• _Exercise description_
Whichever lines include the word "Fetch", copy them as they appear in the data.

[Saved data entries]
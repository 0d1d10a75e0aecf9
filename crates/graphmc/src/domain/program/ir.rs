//! Test-program IR
//!
//! Programs are register machines: every function body is a list of
//! instructions over numbered registers, register 0 holding the thread
//! argument. Memory instructions lower to events; `assign`, `branch` and
//! `jump` are local.

use crate::domain::event::{MemoryOrder, RmwOp, Value};
use serde::{Deserialize, Serialize};

/// Register number
pub type Reg = usize;

/// Pure expression over registers and global addresses
#[derive(Debug, Clone, PartialEq, Eq, Serialize, Deserialize)]
#[serde(rename_all = "snake_case")]
pub enum Expr {
    /// Literal
    Const(Value),
    /// Register contents
    Reg(Reg),
    /// Address of a named global
    Global(String),
    /// Wrapping sum
    Add(Box<Expr>, Box<Expr>),
    /// Wrapping difference
    Sub(Box<Expr>, Box<Expr>),
    /// Wrapping product
    Mul(Box<Expr>, Box<Expr>),
    /// 1 if equal
    Eq(Box<Expr>, Box<Expr>),
    /// 1 if different
    Ne(Box<Expr>, Box<Expr>),
    /// 1 if less (unsigned)
    Lt(Box<Expr>, Box<Expr>),
    /// 1 if less or equal (unsigned)
    Le(Box<Expr>, Box<Expr>),
    /// Logical and
    And(Box<Expr>, Box<Expr>),
    /// Logical or
    Or(Box<Expr>, Box<Expr>),
    /// Logical negation
    Not(Box<Expr>),
}

impl Default for Expr {
    fn default() -> Self {
        Self::Const(0)
    }
}

impl Expr {
    /// Register shorthand
    pub const fn reg(r: Reg) -> Self {
        Self::Reg(r)
    }

    /// Global shorthand
    pub fn global(name: impl Into<String>) -> Self {
        Self::Global(name.into())
    }

    /// Evaluate with `regs` and a global resolver
    pub fn eval(&self, regs: &[Value], global: &impl Fn(&str) -> Value) -> Value {
        let bin = |a: &Self, b: &Self| (a.eval(regs, global), b.eval(regs, global));
        let flag = |b: bool| Value::from(b);
        match self {
            Self::Const(v) => *v,
            Self::Reg(r) => regs.get(*r).copied().unwrap_or(0),
            Self::Global(name) => global(name),
            Self::Add(a, b) => {
                let (a, b) = bin(a, b);
                a.wrapping_add(b)
            }
            Self::Sub(a, b) => {
                let (a, b) = bin(a, b);
                a.wrapping_sub(b)
            }
            Self::Mul(a, b) => {
                let (a, b) = bin(a, b);
                a.wrapping_mul(b)
            }
            Self::Eq(a, b) => {
                let (a, b) = bin(a, b);
                flag(a == b)
            }
            Self::Ne(a, b) => {
                let (a, b) = bin(a, b);
                flag(a != b)
            }
            Self::Lt(a, b) => {
                let (a, b) = bin(a, b);
                flag(a < b)
            }
            Self::Le(a, b) => {
                let (a, b) = bin(a, b);
                flag(a <= b)
            }
            Self::And(a, b) => {
                let (a, b) = bin(a, b);
                flag(a != 0 && b != 0)
            }
            Self::Or(a, b) => {
                let (a, b) = bin(a, b);
                flag(a != 0 || b != 0)
            }
            Self::Not(a) => flag(a.eval(regs, global) == 0),
        }
    }

    /// Registers read by the expression
    pub fn registers(&self) -> Vec<Reg> {
        let mut out = Vec::new();
        self.collect(&mut out, &mut Vec::new());
        out
    }

    /// Globals named by the expression
    pub fn globals(&self) -> Vec<&str> {
        let mut out = Vec::new();
        self.collect(&mut Vec::new(), &mut out);
        out
    }

    fn collect<'a>(&'a self, regs: &mut Vec<Reg>, globals: &mut Vec<&'a str>) {
        match self {
            Self::Const(_) => {}
            Self::Reg(r) => regs.push(*r),
            Self::Global(name) => globals.push(name),
            Self::Not(a) => a.collect(regs, globals),
            Self::Add(a, b)
            | Self::Sub(a, b)
            | Self::Mul(a, b)
            | Self::Eq(a, b)
            | Self::Ne(a, b)
            | Self::Lt(a, b)
            | Self::Le(a, b)
            | Self::And(a, b)
            | Self::Or(a, b) => {
                a.collect(regs, globals);
                b.collect(regs, globals);
            }
        }
    }
}

/// Read-modify-write operation with expression operands
#[derive(Debug, Clone, PartialEq, Eq, Serialize, Deserialize)]
#[serde(rename_all = "snake_case")]
pub enum RmwExpr {
    /// Fetch-and-add
    Add(Expr),
    /// Fetch-and-sub
    Sub(Expr),
    /// Exchange
    Exchange(Expr),
    /// Compare-and-swap
    CompareExchange {
        /// Required old value
        expected: Expr,
        /// Value stored on success
        new: Expr,
    },
    /// Fetch-and-and
    And(Expr),
    /// Fetch-and-or
    Or(Expr),
    /// Fetch-and-max
    Max(Expr),
    /// Fetch-and-min
    Min(Expr),
}

impl RmwExpr {
    /// Operands in evaluation order
    pub fn operands(&self) -> Vec<&Expr> {
        match self {
            Self::CompareExchange { expected, new } => vec![expected, new],
            Self::Add(e) | Self::Sub(e) | Self::Exchange(e) | Self::And(e) | Self::Or(e) | Self::Max(e) | Self::Min(e) => {
                vec![e]
            }
        }
    }

    /// Evaluate the operands
    pub fn eval(&self, regs: &[Value], global: &impl Fn(&str) -> Value) -> RmwOp {
        let v = |e: &Expr| e.eval(regs, global);
        match self {
            Self::Add(e) => RmwOp::Add(v(e)),
            Self::Sub(e) => RmwOp::Sub(v(e)),
            Self::Exchange(e) => RmwOp::Exchange(v(e)),
            Self::CompareExchange { expected, new } => RmwOp::CompareExchange { expected: v(expected), new: v(new) },
            Self::And(e) => RmwOp::And(v(e)),
            Self::Or(e) => RmwOp::Or(v(e)),
            Self::Max(e) => RmwOp::Max(v(e)),
            Self::Min(e) => RmwOp::Min(v(e)),
        }
    }

    /// Whether this is a compare-and-swap
    pub const fn is_cas(&self) -> bool {
        matches!(self, Self::CompareExchange { .. })
    }
}

const fn seq_cst() -> MemoryOrder {
    MemoryOrder::SeqCst
}

/// One instruction
#[derive(Debug, Clone, PartialEq, Eq, Serialize, Deserialize)]
#[serde(tag = "op", rename_all = "snake_case")]
pub enum Instr {
    /// `dst = *addr`
    Load {
        /// Register receiving the result
        dst: Reg,
        /// Address accessed
        addr: Expr,
        /// Access width in bytes; the global's width when absent
        #[serde(default)]
        size: Option<u8>,
        /// Memory order
        #[serde(default)]
        order: MemoryOrder,
    },
    /// `*addr = value`
    Store {
        /// Address accessed
        addr: Expr,
        /// Value written
        value: Expr,
        /// Access width in bytes; the global's width when absent
        #[serde(default)]
        size: Option<u8>,
        /// Memory order
        #[serde(default)]
        order: MemoryOrder,
    },
    /// `dst = rmw(addr, op)`, returning the old value
    Rmw {
        /// Register receiving the result
        dst: Reg,
        /// Address accessed
        addr: Expr,
        /// Operation applied
        #[serde(rename = "operation")]
        op: RmwExpr,
        /// Access width in bytes; the global's width when absent
        #[serde(default)]
        size: Option<u8>,
        /// Memory order
        #[serde(default)]
        order: MemoryOrder,
    },
    /// Memory fence
    Fence {
        /// Memory order
        #[serde(default = "seq_cst")]
        order: MemoryOrder,
    },
    /// `rcu_read_lock()`
    RcuReadLock,
    /// `rcu_read_unlock()`
    RcuReadUnlock,
    /// `synchronize_rcu()`
    SynchronizeRcu,
    /// `mutex_lock(addr)`
    Lock {
        /// Lock word
        addr: Expr,
    },
    /// `mutex_unlock(addr)`
    Unlock {
        /// Lock word
        addr: Expr,
    },
    /// `dst = spawn(function, arg)`, optionally as a mirror of a thread
    Spawn {
        /// Register receiving the new thread id
        dst: Reg,
        /// Entry function of the new thread
        function: String,
        /// Value of the new thread's register 0
        #[serde(default)]
        arg: Expr,
        /// Thread id the new thread mirrors
        #[serde(default)]
        symmetric_to: Option<Expr>,
    },
    /// `join(thread)`
    Join {
        /// Thread id joined
        thread: Expr,
    },
    /// `dst = malloc(size)`
    Malloc {
        /// Register receiving the block address
        dst: Reg,
        /// Block size in bytes
        size: u64,
    },
    /// `free(addr)`
    Free {
        /// Start of the block
        addr: Expr,
    },
    /// `dst = value`
    Assign {
        /// Register written
        dst: Reg,
        /// Value assigned
        value: Expr,
    },
    /// `if cond goto target`
    Branch {
        /// Jump when non-zero
        cond: Expr,
        /// Instruction index jumped to
        target: usize,
    },
    /// `goto target`
    Jump {
        /// Instruction index jumped to
        target: usize,
    },
    /// Block unless `cond`
    Assume {
        /// Condition evaluated
        cond: Expr,
        /// Marks the exit test of a spin loop
        #[serde(default)]
        spinloop: bool,
    },
    /// Report unless `cond`
    Assert {
        /// Condition evaluated
        cond: Expr,
        /// Text reported on failure
        #[serde(default)]
        message: String,
    },
    /// Persistency barrier
    PersistBarrier,
    /// CAS helped by a `helping_cas` with the same key
    HelpedCas {
        /// Register receiving the result
        dst: Reg,
        /// Address accessed
        addr: Expr,
        /// Required old value
        expected: Expr,
        /// Value stored on success
        new: Expr,
        /// Pairs a helped CAS with its helper
        key: u32,
        /// Memory order
        #[serde(default)]
        order: MemoryOrder,
    },
    /// CAS helping a `helped_cas` with the same key
    HelpingCas {
        /// Register receiving the result
        dst: Reg,
        /// Address accessed
        addr: Expr,
        /// Required old value
        expected: Expr,
        /// Value stored on success
        new: Expr,
        /// Pairs a helped CAS with its helper
        key: u32,
        /// Memory order
        #[serde(default)]
        order: MemoryOrder,
    },
    /// Store that must stay the last one in coherence
    FinalStore {
        /// Address accessed
        addr: Expr,
        /// Value written
        value: Expr,
        /// Access width in bytes; the global's width when absent
        #[serde(default)]
        size: Option<u8>,
        /// Memory order
        #[serde(default)]
        order: MemoryOrder,
    },
}

impl Instr {
    /// `assign`, `branch` and `jump` produce no events
    pub const fn is_local(&self) -> bool {
        matches!(self, Self::Assign { .. } | Self::Branch { .. } | Self::Jump { .. })
    }

    /// Register written
    pub const fn def(&self) -> Option<Reg> {
        match self {
            Self::Load { dst, .. }
            | Self::Rmw { dst, .. }
            | Self::Spawn { dst, .. }
            | Self::Malloc { dst, .. }
            | Self::Assign { dst, .. }
            | Self::HelpedCas { dst, .. }
            | Self::HelpingCas { dst, .. } => Some(*dst),
            _ => None,
        }
    }

    /// Control-flow target
    pub const fn target(&self) -> Option<usize> {
        match self {
            Self::Branch { target, .. } | Self::Jump { target } => Some(*target),
            _ => None,
        }
    }

    /// Every expression the instruction evaluates
    pub fn operands(&self) -> Vec<&Expr> {
        match self {
            Self::Load { addr, .. } | Self::Lock { addr } | Self::Unlock { addr } | Self::Free { addr } => vec![addr],
            Self::Store { addr, value, .. } | Self::FinalStore { addr, value, .. } => vec![addr, value],
            Self::Rmw { addr, op, .. } => {
                let mut ops = vec![addr];
                ops.extend(op.operands());
                ops
            }
            Self::HelpedCas { addr, expected, new, .. } | Self::HelpingCas { addr, expected, new, .. } => {
                vec![addr, expected, new]
            }
            Self::Spawn { arg, symmetric_to, .. } => {
                let mut ops = vec![arg];
                ops.extend(symmetric_to);
                ops
            }
            Self::Join { thread } => vec![thread],
            Self::Assign { value, .. } => vec![value],
            Self::Branch { cond, .. } | Self::Assume { cond, .. } | Self::Assert { cond, .. } => vec![cond],
            Self::Fence { .. }
            | Self::RcuReadLock
            | Self::RcuReadUnlock
            | Self::SynchronizeRcu
            | Self::Malloc { .. }
            | Self::Jump { .. }
            | Self::PersistBarrier => Vec::new(),
        }
    }

    /// Registers read
    pub fn uses(&self) -> Vec<Reg> {
        self.operands().into_iter().flat_map(Expr::registers).collect()
    }
}

/// A named global variable
#[derive(Debug, Clone, PartialEq, Eq, Serialize, Deserialize)]
pub struct GlobalDecl {
    /// Name used by `{"global": name}`
    pub name: String,
    /// Width in bytes (1, 2, 4 or 8)
    #[serde(default = "GlobalDecl::default_size")]
    pub size: u8,
    /// Initial value
    #[serde(default)]
    pub init: Value,
    /// Survives crashes
    #[serde(default)]
    pub persistent: bool,
}

impl GlobalDecl {
    const fn default_size() -> u8 {
        8
    }

    /// Eight-byte volatile global
    pub fn new(name: impl Into<String>, init: Value) -> Self {
        Self { name: name.into(), size: 8, init, persistent: false }
    }
}

/// A function body
#[derive(Debug, Clone, PartialEq, Eq, Serialize, Deserialize)]
pub struct Function {
    /// Name
    pub name: String,
    /// Instructions
    pub body: Vec<Instr>,
}

/// An initial thread
#[derive(Debug, Clone, PartialEq, Eq, Serialize, Deserialize)]
pub struct ThreadDecl {
    /// Entry function
    pub function: String,
    /// Value of register 0
    #[serde(default)]
    pub arg: Value,
    /// Index of an earlier initial thread this one mirrors
    #[serde(default)]
    pub symmetric_to: Option<usize>,
}

/// A complete test program
#[derive(Debug, Clone, PartialEq, Eq, Default, Serialize, Deserialize)]
pub struct Program {
    /// Display name
    #[serde(default)]
    pub name: String,
    /// Globals, laid out in declaration order
    #[serde(default)]
    pub globals: Vec<GlobalDecl>,
    /// Functions
    pub functions: Vec<Function>,
    /// Initial threads
    pub threads: Vec<ThreadDecl>,
    /// Function run after each crash point
    #[serde(default)]
    pub recovery: Option<String>,
}

impl Program {
    /// Index of the function called `name`
    pub fn function_index(&self, name: &str) -> Option<usize> {
        self.functions.iter().position(|f| f.name == name)
    }
}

• _Task solution_
    /// Fetch-and-add
    /// Fetch-and-sub
    /// Fetch-and-and
    /// Fetch-and-or
    /// Fetch-and-max
    /// Fetch-and-min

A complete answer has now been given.